"It's probably less than half the size of my regular backpack," he said.
You can hear his mechanical heart pumping in the background. The whole unit weight 13 pounds. Last week, he was tied to a 400-pound console.
"The biggest thing is I can actually close the bathroom door all the way," he said.
Jordan has learned how to charge, change and care for his heart batteries. He even has a car charger for his heart.
"My parents aren't used to me being able to unplug and just walk off," he said.
Jordan's heart failed in May, and there was no human heart available for a transplant. To save his life, Texas Children's Hosptial surgeons removed his heart and replaced it with a man-made pump.
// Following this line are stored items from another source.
//! Cipher configuration.
//!
//! `CipherConfig` is an explicit struct of optional injected strategies.
//! Layering works by override-merge: a
//! child config wins wherever it sets a field, and `merged_with` produces a
//! new config without mutating either input.

use std::fmt;
use std::sync::Arc;

use crate::buffer::WordBuffer;
use crate::format::{CiphertextFormat, OpenSslFormat};
use crate::kdf::{HasherFactory, Kdf, OpenSslKdf};
use crate::mode::{BlockMode, Cbc};
use crate::padding::{Padding, Pkcs7};
use blockvault_common::{Error, Result};

/// Recognized cipher options. Unset fields fall back to defaults at the
/// point of use: CBC, PKCS#7, the OpenSSL KDF, and the OpenSSL format.
#[derive(Clone, Default)]
pub struct CipherConfig {
    pub mode: Option<Arc<dyn BlockMode>>,
    pub padding: Option<Arc<dyn Padding>>,
    pub iv: Option<WordBuffer>,
    pub salt: Option<WordBuffer>,
    pub kdf: Option<Arc<dyn Kdf>>,
    pub hasher: Option<Arc<dyn HasherFactory>>,
    pub key_size: Option<usize>,
    pub iv_size: Option<usize>,
    pub format: Option<Arc<dyn CiphertextFormat>>,
}

impl CipherConfig {
    pub fn new() -> Self {
        Self::default()
    }

    pub fn with_mode(mut self, mode: impl BlockMode + 'static) -> Self {
        self.mode = Some(Arc::new(mode));
        self
    }

    pub fn with_padding(mut self, padding: impl Padding + 'static) -> Self {
        self.padding = Some(Arc::new(padding));
        self
    }

    pub fn with_iv(mut self, iv: WordBuffer) -> Self {
        self.iv = Some(iv);
        self
    }

    pub fn with_salt(mut self, salt: WordBuffer) -> Self {
        self.salt = Some(salt);
        self
    }

    pub fn with_kdf(mut self, kdf: impl Kdf + 'static) -> Self {
        self.kdf = Some(Arc::new(kdf));
        self
    }

    pub fn with_hasher(mut self, hasher: impl HasherFactory + 'static) -> Self {
        self.hasher = Some(Arc::new(hasher));
        self
    }

    pub fn with_key_size(mut self, words: usize) -> Self {
        self.key_size = Some(words);
        self
    }

    pub fn with_iv_size(mut self, words: usize) -> Self {
        self.iv_size = Some(words);
        self
    }

    pub fn with_format(mut self, format: impl CiphertextFormat + 'static) -> Self {
        self.format = Some(Arc::new(format));
        self
    }

    /// Select a chaining mode by name.
    ///
    /// # Errors
    /// - `Error::UnsupportedConfiguration` for an unrecognized name.
    pub fn with_mode_name(self, name: &str) -> Result<Self> {
        match name {
            "cbc" => Ok(self.with_mode(Cbc)),
            other => Err(Error::UnsupportedConfiguration(format!(
                "unknown mode `{other}`"
            ))),
        }
    }

    /// Select a padding scheme by name.
    ///
    /// # Errors
    /// - `Error::UnsupportedConfiguration` for an unrecognized name.
    pub fn with_padding_name(self, name: &str) -> Result<Self> {
        match name {
            "pkcs7" => Ok(self.with_padding(Pkcs7)),
            other => Err(Error::UnsupportedConfiguration(format!(
                "unknown padding `{other}`"
            ))),
        }
    }

    /// Select a key derivation function by name.
    ///
    /// # Errors
    /// - `Error::UnsupportedConfiguration` for an unrecognized name.
    pub fn with_kdf_name(self, name: &str) -> Result<Self> {
        match name {
            "openssl" => Ok(self.with_kdf(OpenSslKdf)),
            other => Err(Error::UnsupportedConfiguration(format!(
                "unknown kdf `{other}`"
            ))),
        }
    }

    /// Select a serialization format by name.
    ///
    /// # Errors
    /// - `Error::UnsupportedConfiguration` for an unrecognized name.
    pub fn with_format_name(self, name: &str) -> Result<Self> {
        match name {
            "openssl" => Ok(self.with_format(OpenSslFormat)),
            other => Err(Error::UnsupportedConfiguration(format!(
                "unknown format `{other}`"
            ))),
        }
    }

    /// Layer this config over `base`, producing a new config.
    ///
    /// Fields set here override the base; neither input is mutated.
    pub fn merged_with(&self, base: &CipherConfig) -> CipherConfig {
        CipherConfig {
            mode: self.mode.clone().or_else(|| base.mode.clone()),
            padding: self.padding.clone().or_else(|| base.padding.clone()),
            iv: self.iv.clone().or_else(|| base.iv.clone()),
            salt: self.salt.clone().or_else(|| base.salt.clone()),
            kdf: self.kdf.clone().or_else(|| base.kdf.clone()),
            hasher: self.hasher.clone().or_else(|| base.hasher.clone()),
            key_size: self.key_size.or(base.key_size),
            iv_size: self.iv_size.or(base.iv_size),
            format: self.format.clone().or_else(|| base.format.clone()),
        }
    }
}

impl fmt::Debug for CipherConfig {
    fn fmt(&self, f: &mut fmt::Formatter<'_>) -> fmt::Result {
        f.debug_struct("CipherConfig")
            .field("mode", &self.mode.as_ref().map(|m| m.id()))
            .field("padding", &self.padding.as_ref().map(|p| p.id()))
            .field("iv", &self.iv)
            .field("salt", &self.salt)
            .field("kdf", &self.kdf.as_ref().map(|k| k.id()))
            .field("key_size", &self.key_size)
            .field("iv_size", &self.iv_size)
            .field("format", &self.format.as_ref().map(|fm| fm.id()))
            .finish()
    }
}

#[cfg(test)]
mod tests {
    use super::*;

    #[test]
    fn test_merge_prefers_overrides() {
        let base = CipherConfig::new()
            .with_iv(WordBuffer::from_bytes(&[1; 16]))
            .with_key_size(4);
        let child = CipherConfig::new().with_key_size(8);

        let merged = child.merged_with(&base);
        assert_eq!(merged.key_size, Some(8));
        assert_eq!(merged.iv.unwrap().to_bytes(), vec![1; 16]);
    }

    #[test]
    fn test_merge_does_not_mutate_base() {
        let base = CipherConfig::new().with_key_size(4);
        let child = CipherConfig::new().with_key_size(8);
        let _ = child.merged_with(&base);
        assert_eq!(base.key_size, Some(4));
    }

    #[test]
    fn test_unknown_names_rejected() {
        assert!(matches!(
            CipherConfig::new().with_mode_name("ctr"),
            Err(Error::UnsupportedConfiguration(_))
        ));
        assert!(matches!(
            CipherConfig::new().with_padding_name("zero"),
            Err(Error::UnsupportedConfiguration(_))
        ));
        assert!(matches!(
            CipherConfig::new().with_kdf_name("argon2"),
            Err(Error::UnsupportedConfiguration(_))
        ));
        assert!(matches!(
            CipherConfig::new().with_format_name("json"),
            Err(Error::UnsupportedConfiguration(_))
        ));
    }

    #[test]
    fn test_known_names_resolve() {
        let cfg = CipherConfig::new()
            .with_mode_name("cbc")
            .unwrap()
            .with_padding_name("pkcs7")
            .unwrap()
            .with_kdf_name("openssl")
            .unwrap()
            .with_format_name("openssl")
            .unwrap();
        assert_eq!(cfg.mode.unwrap().id(), "cbc");
        assert_eq!(cfg.padding.unwrap().id(), "pkcs7");
    }
}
"He looks amazing. It's just a blessing to see him come back to his old self," said his mother, Suzanne Merecka.
On Wednesday Jordan is scheduled to go home. He'll be the first person to leave Texas Children's with a mechanical heart. And with every beat, it's making him stronger for his trip back to the hospital to get a human heart.
"It's just God's timing. Whenever He decides it's my time, I'll get my heart," Jordan said.
When Jordan goes home, he will be the first person to leave Texas Children's with an aritficial heart, and only the second person in Houston to live outside the hospital with a mechanical heart. Three other people are alive because of a mechanical heart, but they are still in the hospital at Texas Heart Institute.